DATA FOR PROCESSING Block Start
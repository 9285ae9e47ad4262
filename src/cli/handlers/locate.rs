// src/cli/handlers/locate.rs

use anyhow::{Context, Result};
use clap::Parser;

use crate::{
    cli::handlers::commons::{self, OutputFormat, RegionArgs},
    core::{escaper, rewriter},
    models::RegionReport,
};

// --- Command Argument Parsing ---
#[derive(Parser, Debug)]
#[command(
    no_binary_name = true,
    about = "Locates the target block and reports its offsets. Never writes."
)]
struct LocateArgs {
    #[command(flatten)]
    region: RegionArgs,

    /// Report format.
    #[arg(long, value_enum, default_value_t = OutputFormat::Text)]
    output: OutputFormat,
}

// --- Main Handler ---
pub fn handle(args: Vec<String>) -> Result<()> {
    let locate_args = LocateArgs::try_parse_from(&args)?;

    let path = commons::resolve_file(&locate_args.region.file)?;
    let display_path = dunce::simplified(&path).display().to_string();
    let buffer = commons::read_target(&path)?;

    let request = commons::build_request(&locate_args.region, &buffer)?;
    let region = rewriter::locate_region(&buffer, &request)
        .with_context(|| format!("Cannot locate the block in '{}'", display_path))?;

    let report = RegionReport {
        file: display_path,
        content_start: region.start(),
        end_pos: region.end(),
        region_len: region.len(),
        unescaped: escaper::count_unescaped(
            region.slice(&buffer),
            request.delimiter,
            request.escape_char,
        ),
    };
    commons::emit_region_report(&report, locate_args.output)
}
DATA FOR PROCESSING Block End
[WHAT YOU WILL DO] Some lines contain the word "LocateArgs". Pull each one out of the listing.

[SOLUTION TO THE PROBLEM]
struct LocateArgs {
    let locate_args = LocateArgs::try_parse_from(&args)?;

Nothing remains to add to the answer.